Kajsa Paniagua Iacobi, Public Health Planner, Angered Hospital, Sweden: The LeVa health promotion and lifestyle counselling model
The report Dementia prevention in the Nordics stresses that preventive measures and raising awareness are particularly important in vulnerable groups. Kajsa Paniagua Iacobi presented a model practice of how to reach groups with an immigrant background and low socioeconomic status.
Within the municipality of Gothenburg in Sweden, there are significant disparities in living standards, evident in both annual income and health outcomes. The LeVa ‘To live' clinic focuses on public health in the north-eastern part of Gothenburg, where many residents from lower socioeconomic backgrounds live.
– LeVa started as a pilot project in 2021 and is now fully operational. Our aim is to reduce health inequalities, support individuals in making healthy lifestyle choices, and promote health while preventing illnesses that would increase pressure on the health care system, society, and the individual, Kajsa Paniagua Iacobi states.

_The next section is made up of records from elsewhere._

use std::sync::Arc;

use crate::error::{PipeError, Result};
use crate::event::EventCore;
use crate::pipe::PipeEndpoint;

/// Raw representation of an opaque handle value.
///
/// Layout: generation tag in the upper 32 bits, 1-based slot index in
/// the lower 32. No valid handle is ever `0` or [`INVALID_HANDLE_VALUE`].
pub type RawHandle = u64;

/// The all-ones invalid-handle sentinel. Deliberately not zero, so a
/// zeroed field can never alias a live handle.
pub const INVALID_HANDLE_VALUE: RawHandle = RawHandle::MAX;

/// Opaque identifier for an open named-pipe endpoint.
#[derive(Debug, Clone, Copy, PartialEq, Eq, Hash)]
pub struct PipeHandle(pub(crate) RawHandle);

/// Opaque identifier for a waitable event object.
#[derive(Debug, Clone, Copy, PartialEq, Eq, Hash)]
pub struct EventHandle(pub(crate) RawHandle);

impl PipeHandle {
    pub const INVALID: PipeHandle = PipeHandle(INVALID_HANDLE_VALUE);

    pub fn is_valid(self) -> bool {
        self.0 != INVALID_HANDLE_VALUE && self.0 != 0
    }

    pub fn raw(self) -> RawHandle {
        self.0
    }
}

impl EventHandle {
    pub const INVALID: EventHandle = EventHandle(INVALID_HANDLE_VALUE);

    pub fn is_valid(self) -> bool {
        self.0 != INVALID_HANDLE_VALUE && self.0 != 0
    }

    pub fn raw(self) -> RawHandle {
        self.0
    }
}

impl From<PipeHandle> for RawHandle {
    fn from(h: PipeHandle) -> RawHandle {
        h.0
    }
}

impl From<EventHandle> for RawHandle {
    fn from(h: EventHandle) -> RawHandle {
        h.0
    }
}

/// What a handle-table slot refers to.
pub(crate) enum HandleObject {
    Pipe(Arc<PipeEndpoint>),
    Event(Arc<EventCore>),
}

struct Slot {
    generation: u32,
    object: Option<HandleObject>,
}

/// Generation-tagged arena of handle slots.
///
/// A slot's generation is bumped when it is reused, so a raw value that
/// survived a close can never resolve to a newer occupant: it fails
/// with `InvalidHandle` instead.
pub(crate) struct HandleTable {
    slots: Vec<Slot>,
    free: Vec<u32>,
}

// Keep the top generation bit clear so index+generation never packs to
// the all-ones sentinel.
const GENERATION_MASK: u32 = 0x7fff_ffff;

fn pack(index: u32, generation: u32) -> RawHandle {
    ((generation as RawHandle) << 32) | (index as RawHandle + 1)
}

fn unpack(raw: RawHandle) -> Option<(u32, u32)> {
    if raw == 0 || raw == INVALID_HANDLE_VALUE {
        return None;
    }
    let index = (raw & 0xffff_ffff) as u32;
    let generation = (raw >> 32) as u32;
    if index == 0 {
        return None;
    }
    Some((index - 1, generation))
}

pub(crate) enum RemoveOutcome {
    Removed(HandleObject),
    AlreadyClosed,
    Invalid,
}

impl HandleTable {
    pub fn new() -> Self {
        HandleTable {
            slots: Vec::new(),
            free: Vec::new(),
        }
    }

    pub fn insert(&mut self, object: HandleObject) -> RawHandle {
        if let Some(index) = self.free.pop() {
            let slot = &mut self.slots[index as usize];
            slot.generation = slot.generation.wrapping_add(1) & GENERATION_MASK;
            slot.object = Some(object);
            pack(index, slot.generation)
        } else {
            let index = self.slots.len() as u32;
            self.slots.push(Slot {
                generation: 0,
                object: Some(object),
            });
            pack(index, 0)
        }
    }

    pub fn get(&self, raw: RawHandle) -> Option<&HandleObject> {
        let (index, generation) = unpack(raw)?;
        let slot = self.slots.get(index as usize)?;
        if slot.generation != generation {
            return None;
        }
        slot.object.as_ref()
    }

    /// Removes a live entry. A matching generation with an empty slot
    /// means the caller is closing the same handle twice.
    pub fn remove(&mut self, raw: RawHandle) -> RemoveOutcome {
        let Some((index, generation)) = unpack(raw) else {
            return RemoveOutcome::Invalid;
        };
        let Some(slot) = self.slots.get_mut(index as usize) else {
            return RemoveOutcome::Invalid;
        };
        if slot.generation != generation {
            return RemoveOutcome::Invalid;
        }
        match slot.object.take() {
            Some(object) => {
                self.free.push(index);
                RemoveOutcome::Removed(object)
            }
            None => RemoveOutcome::AlreadyClosed,
        }
    }

    pub fn get_pipe(&self, handle: PipeHandle) -> Result<Arc<PipeEndpoint>> {
        match self.get(handle.0) {
            Some(HandleObject::Pipe(endpoint)) => Ok(endpoint.clone()),
            _ => Err(PipeError::InvalidHandle),
        }
    }

    pub fn get_event(&self, handle: EventHandle) -> Result<Arc<EventCore>> {
        match self.get(handle.0) {
            Some(HandleObject::Event(event)) => Ok(event.clone()),
            _ => Err(PipeError::InvalidHandle),
        }
    }
}
use std::sync::atomic::{AtomicBool, AtomicUsize, Ordering};
use std::sync::{Arc, Mutex};

use crate::error::{PipeError, Result};

#[derive(Debug)]
struct BufferCore {
    data: Mutex<Box<[u8]>>,
    pins: AtomicUsize,
    freed: AtomicBool,
}

/// A fixed-capacity byte region suitable for overlapped I/O.
///
/// The buffer is owned by the caller from allocation until an explicit
/// free. While an overlapped operation referencing it is in flight the
/// buffer is pinned: freeing it (or accessing it after a free) is
/// rejected with a `Generic` failure instead of becoming a dangling
/// reference.
#[derive(Debug)]
pub struct DirectBuffer {
    core: Arc<BufferCore>,
    capacity: usize,
}

impl DirectBuffer {
    pub(crate) fn allocate(size: usize) -> Result<DirectBuffer> {
        if size == 0 {
            return Err(PipeError::generic("buffer size must be positive"));
        }
        Ok(DirectBuffer {
            core: Arc::new(BufferCore {
                data: Mutex::new(vec![0u8; size].into_boxed_slice()),
                pins: AtomicUsize::new(0),
                freed: AtomicBool::new(false),
            }),
            capacity: size,
        })
    }

    pub fn capacity(&self) -> usize {
        self.capacity
    }

    /// Copies `src` into the buffer starting at `offset`.
    pub fn write_bytes(&self, offset: usize, src: &[u8]) -> Result<()> {
        self.check_live()?;
        self.check_range(offset, src.len())?;
        let mut data = self.core.data.lock().unwrap();
        data[offset..offset + src.len()].copy_from_slice(src);
        Ok(())
    }

    /// Copies `len` bytes out of the buffer starting at `offset`.
    pub fn read_bytes(&self, offset: usize, len: usize) -> Result<Vec<u8>> {
        self.check_live()?;
        self.check_range(offset, len)?;
        let data = self.core.data.lock().unwrap();
        Ok(data[offset..offset + len].to_vec())
    }

    pub(crate) fn free(&self) -> Result<()> {
        if self.core.pins.load(Ordering::SeqCst) > 0 {
            return Err(PipeError::generic(
                "buffer is referenced by a pending operation",
            ));
        }
        if self.core.freed.swap(true, Ordering::SeqCst) {
            return Err(PipeError::generic("buffer was already freed"));
        }
        // Release the backing storage eagerly; the Arc shell may outlive
        // the region.
        *self.core.data.lock().unwrap() = Box::new([]);
        Ok(())
    }

    /// Pins the buffer for the duration of an in-flight operation.
    pub(crate) fn pin(&self) -> Result<BufferPin> {
        self.check_live()?;
        self.core.pins.fetch_add(1, Ordering::SeqCst);
        Ok(BufferPin {
            core: self.core.clone(),
        })
    }

    /// Engine-side alias of the region, bypassing the public range
    /// checks only in name; all access stays checked.
    pub(crate) fn alias(&self) -> DirectBuffer {
        DirectBuffer {
            core: self.core.clone(),
            capacity: self.capacity,
        }
    }

    fn check_live(&self) -> Result<()> {
        if self.core.freed.load(Ordering::SeqCst) {
            return Err(PipeError::generic("buffer has been freed"));
        }
        Ok(())
    }

    fn check_range(&self, offset: usize, len: usize) -> Result<()> {
        if offset.checked_add(len).map_or(true, |end| end > self.capacity) {
            return Err(PipeError::generic("offset and length exceed buffer capacity"));
        }
        Ok(())
    }
}

/// Keeps a buffer pinned until the owning operation completes.
pub(crate) struct BufferPin {
    core: Arc<BufferCore>,
}

impl Drop for BufferPin {
    fn drop(&mut self) {
        self.core.pins.fetch_sub(1, Ordering::SeqCst);
    }
}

Although LeVa does not focus specifically on preventing or treating dementia, the healthy lifestyle promoted by the clinic, centred on everyday behavioural changes, could in many cases be beneficial for dementia prevention.
– Unfortunately some services such as monitoring blood cholesterol that were offered during the pilot project, have been dropped in the implemented model due to lack of resources.
Smoking, a sedentary lifestyle, unhealthy eating habits, and unemployment are some of the factors more prevalent among the LeVa clinic’s clientele compared to the general population. They also tend to seek health care less frequently.
To be more accessible, the clinic operates with two key focuses: clinical work and community collaboration. They offer drop-in hours to accommodate clients with limited digital skills. The clinic delivers its services free of charge, requires no referral, and provides translators for non-Swedish speakers. Additionally, they actively work to build trust within the community through outreach efforts and community co-creation. One example of co-creation with the residents in Angered is organising walking groups where people come together to walk in safe company and environments.
– Our challenges as health promoters are to build trust, reduce barriers, and encourage people to seek our services, as well as to engage with our clientele and ask what matters to them. It is crucial to involve the target group in the planning process of the clinic, says Kajsa Paniagua Iacobi.